Then the Lord said to Moses, “I will come to you in a thick cloud, Moses, so the people themselves can hear me when I speak with you. Then they will always trust you.” Exodus 19:9

Then God gave the people all these instructions...
When the people heard the thunder and the loud blast of the ram’s horn, and when they saw the flashes of lightning and the smoke billowing from the mountain, they stood at a distance, trembling with fear. And they said to Moses, “You speak to us, and we will listen. But don’t let God speak directly to us, or we will die!” Exodus 20:1, 18-19


I have often wished the Lord would just speak to me in an audible voice! I mean, sometimes I just get so frustrated as I go along in life, wondering where to turn, which way to go... And I cry out to God asking for direction. Sometimes, I get a very clear answer. Other times, He just says, "Trust Me," and I am called to walk by faith. Lately, I have struggled with fear, wondering if I am somehow misunderstanding or misinterpreting what God is saying to me. I wish He would just speak clearly from heaven!

Well... that's what I THINK I want...

The children of Israel got that chance! But they didn't appreciate it.
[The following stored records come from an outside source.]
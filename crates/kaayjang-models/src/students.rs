//! Student (étudiant) models and DTOs.

use chrono::{DateTime, Utc};
use kaayjang_core::PaginationParams;
use kaayjang_core::serde::{
    deserialize_date_time, deserialize_optional_date_time, deserialize_optional_trimmed,
    deserialize_trimmed,
};
use serde::{Deserialize, Serialize};
use sqlx::FromRow;
use utoipa::ToSchema;
use validator::Validate;

use crate::classes::ClassWithRelations;
use crate::ids::{ClassId, StudentId};

#[derive(Debug, Clone, PartialEq, Serialize, Deserialize, FromRow, ToSchema)]
#[serde(rename_all = "camelCase")]
pub struct Student {
    pub id: StudentId,
    pub matricule: String,
    #[serde(rename = "nom")]
    pub last_name: String,
    #[serde(rename = "prenom")]
    pub first_name: String,
    #[serde(rename = "dateNaissance")]
    pub birth_date: DateTime<Utc>,
    #[serde(rename = "telephone")]
    pub phone: Option<String>,
    #[serde(rename = "adresse")]
    pub address: Option<String>,
    #[serde(rename = "classeId")]
    pub class_id: ClassId,
    pub created_at: DateTime<Utc>,
    pub updated_at: DateTime<Utc>,
}

/// Birth dates are accepted as `YYYY-MM-DD` or RFC 3339 and stored as a UTC
/// instant; a bare date lands on midnight UTC.
#[derive(Debug, Deserialize, Validate, ToSchema)]
pub struct CreateStudentDto {
    #[serde(deserialize_with = "deserialize_trimmed")]
    #[validate(length(min = 1, message = "matricule is required"))]
    #[schema(example = "ETU001")]
    pub matricule: String,
    #[serde(rename = "nom", deserialize_with = "deserialize_trimmed")]
    #[validate(length(min = 1, message = "nom is required"))]
    #[schema(example = "Diop")]
    pub last_name: String,
    #[serde(rename = "prenom", deserialize_with = "deserialize_trimmed")]
    #[validate(length(min = 1, message = "prenom is required"))]
    #[schema(example = "Amadou")]
    pub first_name: String,
    #[serde(rename = "dateNaissance", deserialize_with = "deserialize_date_time")]
    #[schema(value_type = String, example = "2008-03-15")]
    pub birth_date: DateTime<Utc>,
    #[serde(
        rename = "telephone",
        default,
        deserialize_with = "deserialize_optional_trimmed"
    )]
    pub phone: Option<String>,
    #[serde(
        rename = "adresse",
        default,
        deserialize_with = "deserialize_optional_trimmed"
    )]
    pub address: Option<String>,
    #[serde(rename = "classeId", deserialize_with = "deserialize_trimmed")]
    #[validate(length(min = 1, message = "classeId is required"))]
    pub class_id: String,
}

#[derive(Debug, Default, Deserialize, Validate, ToSchema)]
pub struct UpdateStudentDto {
    #[serde(default, deserialize_with = "deserialize_optional_trimmed")]
    #[validate(length(min = 1, message = "matricule cannot be empty"))]
    pub matricule: Option<String>,
    #[serde(rename = "nom", default, deserialize_with = "deserialize_optional_trimmed")]
    #[validate(length(min = 1, message = "nom cannot be empty"))]
    pub last_name: Option<String>,
    #[serde(
        rename = "prenom",
        default,
        deserialize_with = "deserialize_optional_trimmed"
    )]
    #[validate(length(min = 1, message = "prenom cannot be empty"))]
    pub first_name: Option<String>,
    #[serde(
        rename = "dateNaissance",
        default,
        deserialize_with = "deserialize_optional_date_time"
    )]
    #[schema(value_type = Option<String>, example = "2008-03-15")]
    pub birth_date: Option<DateTime<Utc>>,
    #[serde(
        rename = "telephone",
        default,
        deserialize_with = "deserialize_optional_trimmed"
    )]
    pub phone: Option<String>,
    #[serde(
        rename = "adresse",
        default,
        deserialize_with = "deserialize_optional_trimmed"
    )]
    pub address: Option<String>,
    #[serde(
        rename = "classeId",
        default,
        deserialize_with = "deserialize_optional_trimmed"
    )]
    #[validate(length(min = 1, message = "classeId cannot be empty"))]
    pub class_id: Option<String>,
}

/// A student with its class, whose level and track are resolved too.
#[derive(Debug, Clone, Serialize, ToSchema)]
pub struct StudentWithClass {
    #[serde(flatten)]
    pub student: Student,
    pub classe: ClassWithRelations,
}

/// Query string of the student listing: an optional search term on top of
/// the usual pagination parameters.
#[derive(Debug, Clone, Default, Deserialize, ToSchema, utoipa::IntoParams)]
#[into_params(parameter_in = Query)]
pub struct StudentSearchParams {
    /// Matched case-insensitively against last name, first name and matricule
    pub search: Option<String>,
    #[serde(flatten)]
    pub pagination: PaginationParams,
}

impl StudentSearchParams {
    /// The trimmed search term, or `None` when it is absent or blank.
    pub fn term(&self) -> Option<&str> {
        self.search
            .as_deref()
            .map(str::trim)
            .filter(|term| !term.is_empty())
    }
}

#[cfg(test)]
mod tests {
    use super::*;
    use chrono::TimeZone;

    #[test]
    fn test_create_student_dto_normalizes_birth_date() {
        let dto: CreateStudentDto = serde_json::from_str(
            r#"{"matricule":"ETU001","nom":"Diop","prenom":"Amadou",
                "dateNaissance":"2008-03-15","classeId":"cls-1"}"#,
        )
        .unwrap();

        assert!(dto.validate().is_ok());
        assert_eq!(
            dto.birth_date,
            Utc.with_ymd_and_hms(2008, 3, 15, 0, 0, 0).unwrap()
        );
        assert!(dto.phone.is_none());
        assert!(dto.address.is_none());
    }

    #[test]
    fn test_create_student_dto_rejects_bad_date() {
        let result = serde_json::from_str::<CreateStudentDto>(
            r#"{"matricule":"ETU001","nom":"Diop","prenom":"Amadou",
                "dateNaissance":"15/03/2008","classeId":"cls-1"}"#,
        );
        assert!(result.is_err());
    }

    #[test]
    fn test_create_student_dto_blank_names_fail_validation() {
        let dto: CreateStudentDto = serde_json::from_str(
            r#"{"matricule":"ETU001","nom":" ","prenom":"",
                "dateNaissance":"2008-03-15","classeId":"cls-1"}"#,
        )
        .unwrap();

        let errors = dto.validate().unwrap_err();
        let fields = errors.field_errors();
        assert!(fields.contains_key("last_name"));
        assert!(fields.contains_key("first_name"));
    }

    #[test]
    fn test_update_student_dto_optional_date() {
        let dto: UpdateStudentDto =
            serde_json::from_str(r#"{"dateNaissance":"2007-07-22"}"#).unwrap();
        assert_eq!(
            dto.birth_date,
            Some(Utc.with_ymd_and_hms(2007, 7, 22, 0, 0, 0).unwrap())
        );

        let none: UpdateStudentDto = serde_json::from_str("{}").unwrap();
        assert!(none.birth_date.is_none());
        assert!(none.validate().is_ok());
    }

    #[test]
    fn test_student_serializes_public_field_names() {
        let student = Student {
            id: StudentId::from("stu-1"),
            matricule: "ETU002".to_string(),
            last_name: "Fall".to_string(),
            first_name: "Fatou".to_string(),
            birth_date: Utc.with_ymd_and_hms(2007, 7, 22, 0, 0, 0).unwrap(),
            phone: None,
            address: Some("Dakar".to_string()),
            class_id: ClassId::from("cls-1"),
            created_at: Utc::now(),
            updated_at: Utc::now(),
        };
        let value = serde_json::to_value(&student).unwrap();

        assert_eq!(value["nom"], "Fall");
        assert_eq!(value["prenom"], "Fatou");
        assert_eq!(value["classeId"], "cls-1");
        assert_eq!(value["adresse"], "Dakar");
        assert!(value["telephone"].is_null());
        assert_eq!(value["dateNaissance"], "2007-07-22T00:00:00Z");
    }

    #[test]
    fn test_search_term_ignores_blank() {
        let params = StudentSearchParams {
            search: Some("   ".to_string()),
            ..Default::default()
        };
        assert!(params.term().is_none());

        let params = StudentSearchParams {
            search: Some(" diop ".to_string()),
            ..Default::default()
        };
        assert_eq!(params.term(), Some("diop"));
    }
}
God spoke so that they could hear His voice, and rather than listening to what He said to them, the people got so overcome with fear that they begged Moses to ask God to stop. They didn't want to hear his voice anymore.

I had never realized this before, but did you know that God actually gave the Ten Commandments in the hearing of the children of Israel? He told Moses to go get the people ready - to instruct them on how to prepare for this wonderful opportunity. He told them where to stand, and when to go there (on the third day...!). And then He gave them instructions. These were pretty straightforward instructions - nothing too complicated. If the people had simply listened when God spoke, they could have been saved much heartache in the years that followed! But they stood at a distance, trembling with fear, and they completely missed what God wanted to say to them because they valued their lives above God.

"Oh Moses! Don't let God talk to us that way! We're scared of Him! We'd rather hear your version of what God wants to say!"

We look down on the children of Israel for their reaction, but isn't that exactly what we do today? God has given us His Word. He has spoken very clearly to us from it. But we feign confusion, and inexperience, and lack of education. We would much rather someone else read His Word for us and tell us what it says so we don't have to listen directly to the voice of God. We would rather read books by Christian authors than the Book by the Author of Christianity!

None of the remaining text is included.